M.U.S.T. Crown Heights hosted a community-wide event in June that had far reaching effects on the entire Chabad community, and beyond. Schools from all over the USA, Canada, and even Australia have reached out to M.U.S.T. to find out how they can introduce this wonderful initiative in their communities and schools. Our hope is that the enthusiastic interest translates into action so that the M.U.S.T. mission is realized.
At the M.U.S.T. event Dr. Eli Rosen expounded on the dangers of technology and social media to our youth, “I’m seeing something I’ve never seen before. An epidemic of anxiety in the children… Eleven-year-olds with anorexia…13-year-olds not going to school… And these are kids from beautiful families. These aren’t neglectful parents… And I’m seeing 15-year-olds who are frankly suicidal..It’s profoundly disturbing… [There’s a] disconnect, which is at the root of the epidemic of anxiety and all of its manifestations.”
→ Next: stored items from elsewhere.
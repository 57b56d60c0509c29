//! The induction driver.
//!
//! Runs the mine → select → replace fixpoint over a [`Block`], then the
//! cleanup passes, and hands back a finished [`Grammar`]:
//!
//! ```text
//! Mining → Selecting → Replacing ─┐
//!    ↑                            │ progress
//!    └────────────────────────────┘
//! Selecting / Replacing ── nothing left ──→ Cleanup → Remapping → Done
//! Selecting / Replacing ── empty dictionary ──→ Failed(NothingToCompress)
//! ```

use crate::block::Block;
use crate::cleanup;
use crate::dictionary::Dictionary;
use crate::error::{Error, Result};
use crate::grammar::Grammar;
use crate::histogram::Histogram;
use crate::id_gen::SymbolAllocator;
use crate::pattern::{self, Pattern};
use crate::policy::{Candidate, Selection, Selector};
use crate::replace::{replace_all, sweep};
use crate::symbol::Symbol;
use ahash::AHashMap as HashMap;
use tracing::{debug, trace};

/// Default number of ranked candidates probed per pass.
pub const DEFAULT_MAX_PROBES: usize = 32;

/// Phases of an induction run.
#[derive(Debug, Clone, Copy, PartialEq, Eq)]
pub enum Phase {
    Mining,
    Selecting,
    Replacing,
    Cleanup,
    Remapping,
    Done,
    Failed,
}

/// Result of a completed run.
#[derive(Debug, Clone)]
pub struct Induced {
    pub grammar: Grammar,
    /// Replace passes that made progress.
    pub passes: usize,
}

/// What one replace pass achieved.
enum Progress {
    /// Symbols replaced in the block.
    Replaced(usize),
    /// The best remaining candidate saves too little to continue.
    Decayed,
}

/// One compression run over one input.
///
/// Owns the block and the dictionary exclusively until [`Induction::run`]
/// hands back the grammar. [`Induction::step`] advances one phase at a time.
pub struct Induction<'a> {
    selector: &'a dyn Selector,
    max_probes: usize,
    input_len: usize,
    block: Block,
    /// The block copied out of the list once induction stops.
    finished: Vec<Symbol>,
    dictionary: Dictionary,
    reverse: HashMap<Pattern, Symbol>,
    allocator: SymbolAllocator,
    histogram: Histogram,
    selection: Selection,
    previous_best: Option<usize>,
    passes: usize,
    phase: Phase,
}

impl<'a> Induction<'a> {
    pub fn new(input: &[u8], selector: &'a dyn Selector) -> Self {
        Self {
            selector,
            max_probes: DEFAULT_MAX_PROBES,
            input_len: input.len(),
            block: Block::from_bytes(input),
            finished: Vec::new(),
            dictionary: Dictionary::new(),
            reverse: HashMap::default(),
            allocator: SymbolAllocator::new(),
            histogram: Histogram::default(),
            selection: Selection::Ranked(Vec::new()),
            previous_best: None,
            passes: 0,
            phase: Phase::Mining,
        }
    }

    /// Caps how many ranked candidates a pass may try.
    pub fn with_max_probes(mut self, max_probes: usize) -> Self {
        self.max_probes = max_probes.max(1);
        self
    }

    pub fn phase(&self) -> Phase {
        self.phase
    }

    /// Replace passes that made progress so far.
    pub fn passes(&self) -> usize {
        self.passes
    }

    pub fn dictionary(&self) -> &Dictionary {
        &self.dictionary
    }

    /// Block length plus every rule body length.
    pub fn symbol_count(&self) -> usize {
        self.block.len() + self.finished.len() + self.dictionary.body_len()
    }

    /// Performs the work of the current phase and moves to the next one.
    ///
    /// `Done` and `Failed` are terminal; stepping them again is a no-op.
    pub fn step(&mut self) -> Result<Phase> {
        trace!(phase = ?self.phase, "induction");

        self.phase = match self.phase {
            Phase::Mining => {
                self.histogram = Histogram::mine(&self.block, self.selector.window());
                Phase::Selecting
            }
            Phase::Selecting => {
                self.selection = self.selector.select(&self.histogram);
                if self.selection.is_empty() {
                    self.exhausted()
                } else {
                    Phase::Replacing
                }
            }
            Phase::Replacing => {
                let selection =
                    std::mem::replace(&mut self.selection, Selection::Ranked(Vec::new()));
                match self.apply(&selection)? {
                    Progress::Replaced(0) => self.exhausted(),
                    Progress::Replaced(_) => {
                        self.passes += 1;
                        self.report("pass");
                        Phase::Mining
                    }
                    Progress::Decayed => {
                        debug!(passes = self.passes, "benefit decayed, stopping");
                        Phase::Cleanup
                    }
                }
            }
            Phase::Cleanup => {
                let mut block = std::mem::take(&mut self.block).to_vec();
                let inlined = cleanup::eliminate_singletons(&mut block, &mut self.dictionary);
                let trimmed = cleanup::trim(&block, &mut self.dictionary);
                self.finished = block;

                debug!(
                    inlined,
                    trimmed,
                    allocated = self.allocator.allocated(),
                    rules = self.dictionary.len(),
                    "cleanup finished"
                );
                Phase::Remapping
            }
            Phase::Remapping => {
                cleanup::remap(&mut self.finished, &mut self.dictionary)?;
                Phase::Done
            }
            Phase::Done => Phase::Done,
            Phase::Failed => Phase::Failed,
        };

        Ok(self.phase)
    }

    /// Runs to completion.
    ///
    /// Fails with [`Error::NothingToCompress`] if no rule could be created.
    pub fn run(mut self) -> Result<Induced> {
        loop {
            match self.step()? {
                Phase::Done => break,
                Phase::Failed => {
                    return Err(Error::NothingToCompress {
                        len: self.input_len,
                    });
                }
                _ => {}
            }
        }

        Ok(Induced {
            grammar: Grammar::new(self.dictionary, self.finished),
            passes: self.passes,
        })
    }

    /// Where to go once no candidate makes progress.
    fn exhausted(&self) -> Phase {
        if self.dictionary.is_empty() {
            Phase::Failed
        } else {
            Phase::Cleanup
        }
    }

    fn apply(&mut self, selection: &Selection) -> Result<Progress> {
        match selection {
            Selection::Ranked(candidates) => self.replace_best(candidates),
            Selection::Sweep(patterns) => {
                let Self {
                    block,
                    dictionary,
                    reverse,
                    allocator,
                    ..
                } = self;
                let replaced = sweep(block, patterns, |pair| {
                    assign(dictionary, reverse, allocator, pair)
                })?;
                Ok(Progress::Replaced(replaced))
            }
        }
    }

    /// Replaces the first ranked candidate that still pays for its rule.
    ///
    /// The miner counts overlapping occurrences, so each candidate is
    /// recounted left to right. It is accepted only with at least two
    /// occurrences and when `occurrences × (len − 1) ≥ len`, so block plus
    /// dictionary never grows.
    fn replace_best(&mut self, candidates: &[Candidate]) -> Result<Progress> {
        for candidate in candidates.iter().take(self.max_probes) {
            let len = candidate.pattern.len();
            if len < 2 {
                continue;
            }

            let occurrences = pattern::count(&self.block, &candidate.pattern);
            if occurrences < 2 || occurrences * (len - 1) < len {
                trace!(pattern = ?candidate.pattern, occurrences, "candidate does not pay");
                continue;
            }

            if self.selector.decays() {
                if let Some(previous) = self.previous_best {
                    if candidate.score * 2 < previous {
                        return Ok(Progress::Decayed);
                    }
                }
            }

            let symbol = assign(
                &mut self.dictionary,
                &mut self.reverse,
                &mut self.allocator,
                &candidate.pattern,
            );
            let replaced = replace_all(&mut self.block, &candidate.pattern, symbol)?;
            if replaced != occurrences {
                return Err(Error::internal(format!(
                    "expected {occurrences} replacements of {:?}, made {replaced}",
                    candidate.pattern
                )));
            }

            trace!(pattern = ?candidate.pattern, %symbol, replaced, "replaced");
            self.previous_best = Some(candidate.score);
            return Ok(Progress::Replaced(replaced));
        }

        Ok(Progress::Replaced(0))
    }

    fn report(&self, what: &str) {
        let rule_symbols: usize = self
            .dictionary
            .iter()
            .map(|(_, body)| body.len() + 1)
            .sum();

        debug!(
            pass = self.passes,
            document = self.block.len(),
            rules = self.dictionary.len(),
            rule_symbols,
            total = self.block.len() + rule_symbols,
            "{what}"
        );
    }
}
Dr. Rosen compared constantly exposing children to technology, starting as early as two years of age, to giving alcohol to a young child which negatively affects a developing brain. Kids should be playing and connecting to the people around them, and not internally preoccupied with worry and sadness and feelings of inadequacy. He finished off by saying that giving our kids smart devices has been a “failed experiment” and that we need to build the momentum of the M.U.S.T. agenda so that children can develop healthily and happily.
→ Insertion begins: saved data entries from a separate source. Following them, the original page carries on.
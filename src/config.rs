//! Compressor configuration.

use crate::induction::DEFAULT_MAX_PROBES;
use crate::policy::{BestCandidate, NgramSet, Selector};

/// Compression level, 0 through 9.
///
/// Level 0 stores the input without induction. Higher levels mine longer
/// windows.
#[derive(Debug, Clone, Copy, PartialEq, Eq, Hash, PartialOrd, Ord)]
pub struct CompressionLevel(u8);

impl CompressionLevel {
    pub const STORE: CompressionLevel = CompressionLevel(0);
    pub const FASTEST: CompressionLevel = CompressionLevel(1);
    pub const DEFAULT: CompressionLevel = CompressionLevel(2);
    pub const BEST: CompressionLevel = CompressionLevel(9);

    /// Create from numeric level, clamping anything above 9.
    pub fn from_level(level: u8) -> Self {
        CompressionLevel(level.min(9))
    }

    pub fn to_level(self) -> u8 {
        self.0
    }

    /// Longest pattern the miner builds at this level: 2 + level / 2,
    /// kept within 2..=6.
    pub fn max_window(self) -> usize {
        (2 + usize::from(self.0) / 2).clamp(2, 6)
    }
}

impl Default for CompressionLevel {
    fn default() -> Self {
        CompressionLevel::DEFAULT
    }
}

/// Candidate selection strategy.
#[derive(Debug, Clone, Copy, PartialEq, Eq, Hash, Default)]
pub enum Policy {
    /// One best-scoring pattern per pass.
    #[default]
    BestCandidate,
    /// Every frequent bigram per pass.
    NgramSet,
}

/// What to do with input in which nothing repeats.
#[derive(Debug, Clone, Copy, PartialEq, Eq, Hash, Default)]
pub enum Incompressible {
    /// Emit the input as a rule-less grammar.
    #[default]
    Store,
    /// Report [`Error::NothingToCompress`](crate::Error::NothingToCompress).
    Fail,
}

/// Compressor settings.
#[derive(Debug, Clone, PartialEq, Eq)]
pub struct Config {
    pub level: CompressionLevel,
    pub policy: Policy,
    /// Stop best-candidate induction once a pass saves less than half of
    /// the previous one.
    pub decay: bool,
    pub incompressible: Incompressible,
    /// Decode and expand the output before returning it.
    pub verify: bool,
    /// Ranked candidates tried per pass before giving up.
    pub max_probes: usize,
}

impl Default for Config {
    fn default() -> Self {
        Self {
            level: CompressionLevel::default(),
            policy: Policy::default(),
            decay: true,
            incompressible: Incompressible::default(),
            verify: true,
            max_probes: DEFAULT_MAX_PROBES,
        }
    }
}

impl Config {
    pub fn new() -> Self {
        Self::default()
    }

    pub fn with_level(mut self, level: u8) -> Self {
        self.level = CompressionLevel::from_level(level);
        self
    }

    pub fn with_policy(mut self, policy: Policy) -> Self {
        self.policy = policy;
        self
    }

    pub fn with_decay(mut self, decay: bool) -> Self {
        self.decay = decay;
        self
    }

    pub fn with_incompressible(mut self, incompressible: Incompressible) -> Self {
        self.incompressible = incompressible;
        self
    }

    pub fn with_verify(mut self, verify: bool) -> Self {
        self.verify = verify;
        self
    }

    pub fn with_max_probes(mut self, max_probes: usize) -> Self {
        self.max_probes = max_probes;
        self
    }

    /// Builds the selector this configuration describes.
    pub fn selector(&self) -> Box<dyn Selector> {
        match self.policy {
            Policy::BestCandidate => Box::new(BestCandidate {
                max_window: self.level.max_window(),
                decay: self.decay,
            }),
            Policy::NgramSet => Box::new(NgramSet::default()),
        }
    }
}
We know that we can give our children a healthier future. We need YOUR help to get the M.U.S.T. momentum to translate into real action! When your class ambassadors discuss the goals of the pact on your class whatsapp group, please chime in to help create a realistic pact for your child’s class. With Hashem’s help we hope to report back to you that pacts were signed across all elementary grades in all Crown Heights schools!
VIDEO: Replay MUST Event:
Please visit our website must-ch.org for more information. If you have any feedback or questions, please email us mustcrownheights@gmail.com.
Very supportive!
Thank you for doing this!
Without getting into the actual issues of today’s technology, every generation has its temptations and klipas noga. I think if we’d teach critical thinking – how to address any issue and decide what “right”, rather than just dictating the young what we think is right, empowers them to make decisions, regardless of whether someone is watching
Technology will always be there and kids will be tempted at a much younger age. Teaching kids critical thinking is imperative and a foundation skill. Also teaching kids to understand what it means to be jewish in this world and our mission to be a light to the other nations. What this means in practical terms and how we apply these concepts in our daily living and choices is what needs to be the focus.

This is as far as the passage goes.